Notes From The Road
June 7, 2013Getting My Kicks On Highway 76
By Tom Poland
June 7, 2013
And the taillights dissolve, in the coming of night …
Sensing too well when the journey is done. There is no turning back…
Big Log—Robert Plant
In Memoriam
To Those Souls Lost Along Highway 76
In a way, the journey was done for many fine two-lane highways June 29, 1956. The end of the glory days actually began for some fine two-lane highways in the summer of 1919. That’s when 81 vehicles set out from Washington, D.C., for San Francisco. Averaging six miles per hour, the convoy took 62 days to cover 3,251 miles.
Along partly for a lark and partly to learn was a young lieutenant colonel. Later, Supreme Allied Commander Dwight D. Eisenhower saw troops sprinting along Germany’s autobahns. In his memoir, At Ease, he wrote, Germany made me see the wisdom of broader ribbons across the land. He saw troop-laden freeways defending the country in the event of a foreign invasion.
When President Eisenhower signed the Federal-Aid Highway June 29, 1956, South Carolina’s destiny included broader ribbons.

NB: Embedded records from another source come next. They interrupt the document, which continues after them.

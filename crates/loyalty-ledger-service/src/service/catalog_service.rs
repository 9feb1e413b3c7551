//! 规则与优惠券目录查询
//!
//! 所有查询按 `TenantScope` 过滤并带超时，超时返回 `LedgerUnavailable`。
//! 任何"找不到"或"不适用"都归并为同一个 `RuleNotApplicable`。

use std::future::Future;
use std::sync::Arc;
use std::time::Duration;

use chrono::{DateTime, Utc};
use tracing::{debug, instrument, warn};
use uuid::Uuid;

use crate::error::{LedgerError, Result};
use crate::models::{Campaign, Coupon, EvidenceFacts, Rule, RuleDirection, RuleRef, TenantScope};
use crate::repository::CatalogRepositoryTrait;

pub struct CatalogService {
    repo: Arc<dyn CatalogRepositoryTrait>,
    lookup_timeout: Duration,
}

impl CatalogService {
    pub fn new(repo: Arc<dyn CatalogRepositoryTrait>, lookup_timeout: Duration) -> Self {
        Self {
            repo,
            lookup_timeout,
        }
    }

    async fn bounded<T>(&self, what: &str, lookup: impl Future<Output = Result<T>>) -> Result<T> {
        match tokio::time::timeout(self.lookup_timeout, lookup).await {
            Ok(result) => result,
            Err(_) => {
                warn!(
                    lookup = what,
                    timeout_ms = self.lookup_timeout.as_millis() as u64,
                    "目录查询超时"
                );
                Err(LedgerError::LedgerUnavailable)
            }
        }
    }

    async fn campaign(&self, scope: TenantScope, campaign_id: Uuid) -> Result<Option<Campaign>> {
        self.bounded("campaign", self.repo.get_campaign(scope, campaign_id))
            .await
    }

    /// 按规则或活动引用找出适用的规则
    ///
    /// 活动引用取该方向下谓词成立的第一条规则（按 id 升序）
    #[instrument(skip_all, fields(scope = %scope, rule_ref = %rule_ref))]
    pub async fn find_applicable_rule(
        &self,
        scope: TenantScope,
        rule_ref: RuleRef,
        direction: RuleDirection,
        facts: &EvidenceFacts,
        now: DateTime<Utc>,
    ) -> Result<Rule> {
        let base = facts.base();
        let not_applicable = || {
            LedgerError::RuleNotApplicable(format!("{} ({})", rule_ref, direction.as_str()))
        };

        match rule_ref {
            RuleRef::Rule(rule_id) => {
                let rule = self
                    .bounded("rule", self.repo.get_rule(scope, rule_id))
                    .await?
                    .ok_or_else(not_applicable)?;
                let campaign = self
                    .campaign(scope, rule.campaign_id)
                    .await?
                    .ok_or_else(not_applicable)?;

                if rule.applies(&campaign, direction, base, now) {
                    Ok(rule)
                } else {
                    debug!(rule_id, "规则谓词不成立");
                    Err(not_applicable())
                }
            }
            RuleRef::Campaign(campaign_id) => {
                let campaign = self
                    .campaign(scope, campaign_id)
                    .await?
                    .ok_or_else(not_applicable)?;
                let rules = self
                    .bounded(
                        "campaign_rules",
                        self.repo.list_campaign_rules(scope, campaign_id, direction),
                    )
                    .await?;

                rules
                    .into_iter()
                    .find(|rule| rule.applies(&campaign, direction, base, now))
                    .ok_or_else(not_applicable)
            }
        }
    }

    /// 按事件名找出适用的规则，方向由规则自身决定
    #[instrument(skip_all, fields(scope = %scope, event_name = %event_name))]
    pub async fn find_rule_for_event(
        &self,
        scope: TenantScope,
        event_name: &str,
        facts: &EvidenceFacts,
        now: DateTime<Utc>,
    ) -> Result<Rule> {
        let rules = self
            .bounded("event_rules", self.repo.list_rules_by_event(scope, event_name))
            .await?;

        let base = facts.base();
        let mut campaigns: Vec<Campaign> = Vec::new();
        for rule in rules {
            let campaign = match campaigns.iter().find(|c| c.id == rule.campaign_id) {
                Some(c) => c.clone(),
                None => match self.campaign(scope, rule.campaign_id).await? {
                    Some(c) => {
                        campaigns.push(c.clone());
                        c
                    }
                    None => continue,
                },
            };
            if rule.applies(&campaign, rule.direction, base, now) {
                return Ok(rule);
            }
        }

        Err(LedgerError::RuleNotApplicable(format!("event {}", event_name)))
    }

    /// 按券码查找优惠券（券码在作用域内唯一）
    pub async fn find_coupon(&self, scope: TenantScope, code: &str) -> Result<Coupon> {
        self.bounded("coupon", self.repo.find_coupon(scope, code))
            .await?
            .ok_or_else(|| LedgerError::RuleNotApplicable(format!("coupon {}", code)))
    }
}

#[cfg(test)]
mod tests {
    use super::*;
    use crate::models::catalog::fixtures::{campaign, rule};
    use crate::models::{CampaignStatus, RewardKind};
    use crate::repository::MockCatalogRepositoryTrait;
    use rust_decimal::Decimal;

    fn scope() -> TenantScope {
        TenantScope::new(1, 1)
    }

    fn facts(base: &str) -> EvidenceFacts {
        EvidenceFacts {
            amount: Some(base.parse().unwrap()),
            subtotal: None,
            order_id: None,
        }
    }

    fn service(repo: MockCatalogRepositoryTrait) -> CatalogService {
        CatalogService::new(Arc::new(repo), Duration::from_millis(100))
    }

    #[tokio::test]
    async fn test_rule_ref_with_live_campaign() {
        let c = campaign(scope(), CampaignStatus::Active);
        let r = rule(&c, 5, RuleDirection::Earn, RewardKind::Percentage, "0.10");

        let mut repo = MockCatalogRepositoryTrait::new();
        let rc = r.clone();
        repo.expect_get_rule().returning(move |_, _| Ok(Some(rc.clone())));
        let cc = c.clone();
        repo.expect_get_campaign().returning(move |_, _| Ok(Some(cc.clone())));

        let found = service(repo)
            .find_applicable_rule(
                scope(),
                RuleRef::Rule(5),
                RuleDirection::Earn,
                &facts("10"),
                Utc::now(),
            )
            .await
            .unwrap();
        assert_eq!(found.id, 5);
    }

    #[tokio::test]
    async fn test_wrong_direction_is_not_applicable() {
        let c = campaign(scope(), CampaignStatus::Active);
        let r = rule(&c, 5, RuleDirection::Earn, RewardKind::Fixed, "1");

        let mut repo = MockCatalogRepositoryTrait::new();
        repo.expect_get_rule().returning(move |_, _| Ok(Some(r.clone())));
        repo.expect_get_campaign().returning(move |_, _| Ok(Some(c.clone())));

        let result = service(repo)
            .find_applicable_rule(
                scope(),
                RuleRef::Rule(5),
                RuleDirection::Burn,
                &facts("10"),
                Utc::now(),
            )
            .await;
        assert!(matches!(result, Err(LedgerError::RuleNotApplicable(_))));
    }

    #[tokio::test]
    async fn test_campaign_ref_picks_first_applicable_rule() {
        let c = campaign(scope(), CampaignStatus::Active);
        let mut gated = rule(&c, 3, RuleDirection::Earn, RewardKind::Fixed, "50");
        gated.min_order_amount = Some(Decimal::from(1000));
        let open = rule(&c, 4, RuleDirection::Earn, RewardKind::Fixed, "5");

        let mut repo = MockCatalogRepositoryTrait::new();
        let cc = c.clone();
        repo.expect_get_campaign().returning(move |_, _| Ok(Some(cc.clone())));
        repo.expect_list_campaign_rules()
            .returning(move |_, _, _| Ok(vec![gated.clone(), open.clone()]));

        let found = service(repo)
            .find_applicable_rule(
                scope(),
                RuleRef::Campaign(c.id),
                RuleDirection::Earn,
                &facts("200"),
                Utc::now(),
            )
            .await
            .unwrap();
        assert_eq!(found.id, 4);
    }

    #[tokio::test]
    async fn test_inactive_campaign_is_not_applicable() {
        let c = campaign(scope(), CampaignStatus::Suspended);
        let r = rule(&c, 8, RuleDirection::Earn, RewardKind::Fixed, "1");

        let mut repo = MockCatalogRepositoryTrait::new();
        repo.expect_get_rule().returning(move |_, _| Ok(Some(r.clone())));
        repo.expect_get_campaign().returning(move |_, _| Ok(Some(c.clone())));

        let result = service(repo)
            .find_applicable_rule(
                scope(),
                RuleRef::Rule(8),
                RuleDirection::Earn,
                &facts("1"),
                Utc::now(),
            )
            .await;
        assert!(matches!(result, Err(LedgerError::RuleNotApplicable(_))));
    }

    #[tokio::test]
    async fn test_missing_coupon_is_rule_not_applicable() {
        let mut repo = MockCatalogRepositoryTrait::new();
        repo.expect_find_coupon().returning(|_, _| Ok(None));

        let result = service(repo).find_coupon(scope(), "NOPE").await;
        assert!(matches!(result, Err(LedgerError::RuleNotApplicable(_))));
    }

    #[tokio::test]
    async fn test_event_rule_uses_rule_direction() {
        let c = campaign(scope(), CampaignStatus::Active);
        let mut r = rule(&c, 9, RuleDirection::Burn, RewardKind::Fixed, "20");
        r.event_name = Some("redeem_gift".into());

        let mut repo = MockCatalogRepositoryTrait::new();
        repo.expect_list_rules_by_event()
            .returning(move |_, _| Ok(vec![r.clone()]));
        repo.expect_get_campaign()
            .times(1)
            .returning(move |_, _| Ok(Some(c.clone())));

        let found = service(repo)
            .find_rule_for_event(scope(), "redeem_gift", &EvidenceFacts::default(), Utc::now())
            .await
            .unwrap();
        assert_eq!(found.direction, RuleDirection::Burn);
    }
}
//! 批量同步 API 处理器
//!
//! 作用域在对账器内解析：无法解析时仍会写一条失败的同步日志，再返回 401

use axum::extract::{Path, State};
use axum::Json;
use loyalty_ledger::{LedgerError, SyncLog, SyncStatus};
use tracing::info;

use crate::dto::{ApiResponse, CouponSyncRequest, TransactionSyncRequest};
use crate::error::Result;
use crate::extract::{ApiJson, Origin, Scope};
use crate::state::AppState;

/// 同步优惠券核销记录
///
/// POST /api/v1/sync/coupons
pub async fn sync_coupons(
    Origin(origin): Origin,
    State(state): State<AppState>,
    ApiJson(req): ApiJson<CouponSyncRequest>,
) -> Result<Json<ApiResponse<SyncLog>>> {
    let log = state.reconciler.reconcile_for_origin(&origin, req.items).await?;
    into_response(log)
}

/// 同步交易记录
///
/// POST /api/v1/sync/transactions
pub async fn sync_transactions(
    Origin(origin): Origin,
    State(state): State<AppState>,
    ApiJson(req): ApiJson<TransactionSyncRequest>,
) -> Result<Json<ApiResponse<SyncLog>>> {
    let log = state
        .reconciler
        .reconcile_transactions_for_origin(&origin, req.items)
        .await?;
    into_response(log)
}

/// 查询同步日志
///
/// GET /api/v1/sync/logs/{id}
pub async fn get_sync_log(
    Scope(scope): Scope,
    State(state): State<AppState>,
    Path(id): Path<i64>,
) -> Result<Json<ApiResponse<SyncLog>>> {
    let log = state.query.get_sync_log(scope, id).await?;
    Ok(Json(ApiResponse::success(log)))
}

/// 没有作用域的失败批次对调用方表现为 401；其余批次无论成败都返回日志
fn into_response(log: SyncLog) -> Result<Json<ApiResponse<SyncLog>>> {
    if log.status == SyncStatus::Failed && log.scope().is_none() {
        info!(sync_log_id = log.id, "同步请求未解析到租户作用域");
        return Err(LedgerError::UnauthorizedScope.into());
    }
    Ok(Json(ApiResponse::success(log)))
}
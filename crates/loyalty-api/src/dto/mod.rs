//! 请求与响应 DTO

pub mod request;
pub mod response;

pub use request::*;
pub use response::*;
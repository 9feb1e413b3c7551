//! 积分账本 HTTP 服务
//!
//! 在账本服务之上提供 REST API：
//!
//! - 请求按 Host 子域名（其次 `x-tenant-id` 请求头）解析租户作用域
//! - 请求体在进入账本前按类型校验
//! - 账本错误映射为 HTTP 状态码与统一响应体 `{success, code, message, data}`
//! - 后台任务定期处理过期优惠券

pub mod dto;
pub mod error;
pub mod extract;
pub mod handlers;
pub mod routes;
pub mod state;
pub mod worker;

pub use error::{ApiError, Result};
pub use routes::app;
pub use state::{AppState, Repositories};
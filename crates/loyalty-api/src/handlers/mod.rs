//! HTTP 请求处理器模块

pub mod coupon;
pub mod customer;
pub mod health;
pub mod ledger;
pub mod otp;
pub mod sync;
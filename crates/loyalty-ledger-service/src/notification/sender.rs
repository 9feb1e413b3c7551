//! 通知发送器
//!
//! 注入到账本服务中，在流水提交之后发送通知。
//! 发送在独立任务中进行，结果只记录日志，从不影响账本。

use std::collections::HashMap;
use std::sync::Arc;

use tracing::{error, info, warn};

use super::service::NotificationService;
use super::types::{Notification, NotificationKind};
use crate::models::{CustomerActivity, TenantScope};

#[derive(Clone)]
pub struct NotificationSender {
    service: Arc<NotificationService>,
}

impl NotificationSender {
    pub fn new(service: Arc<NotificationService>) -> Self {
        Self { service }
    }

    /// 发送通知（fire-and-forget），返回时通知可能尚未送达
    pub fn send(
        &self,
        scope: TenantScope,
        customer_id: &str,
        kind: NotificationKind,
        payload: HashMap<String, String>,
    ) {
        let notification = Notification::new(scope, customer_id, kind, payload);
        let service = self.service.clone();
        let notification_id = notification.notification_id.clone();
        let customer_id = notification.customer_id.clone();
        let kind = notification.kind;

        tokio::spawn(async move {
            match service.send(notification).await {
                Ok(result) if result.success => {
                    info!(
                        notification_id = %notification_id,
                        customer_id = %customer_id,
                        kind = kind.as_str(),
                        "通知发送成功"
                    );
                }
                Ok(result) => {
                    warn!(
                        notification_id = %notification_id,
                        customer_id = %customer_id,
                        success_count = result.success_count(),
                        failure_count = result.failure_count(),
                        "通知未全部送达"
                    );
                }
                Err(e) => {
                    error!(
                        notification_id = %notification_id,
                        customer_id = %customer_id,
                        error = %e,
                        "通知发送异常"
                    );
                }
            }
        });
    }
}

Five interstates and 757 freeway miles later, an asphalt grid zips travelers across the state in hours. They see little other than interchanges, concrete, and medians, but don’t despair. South Carolina’s true face is still out there. It hides along forgotten backroads. Among those routes rolls U.S. 76. Cosigning with 176, 378, and I-26, and other roads, 76 runs across the Palmetto State entire.
And it runs through my mind, this asphalt river lost in time. For three Sundays, I journeyed east to west past remnants of an old South Carolina, past a shiny new South Carolina, my escort none other than the goddess, Change. Its reassurance shields my faithful companion, I saw the remains of the past and the promise of tomorrow abiding side by side.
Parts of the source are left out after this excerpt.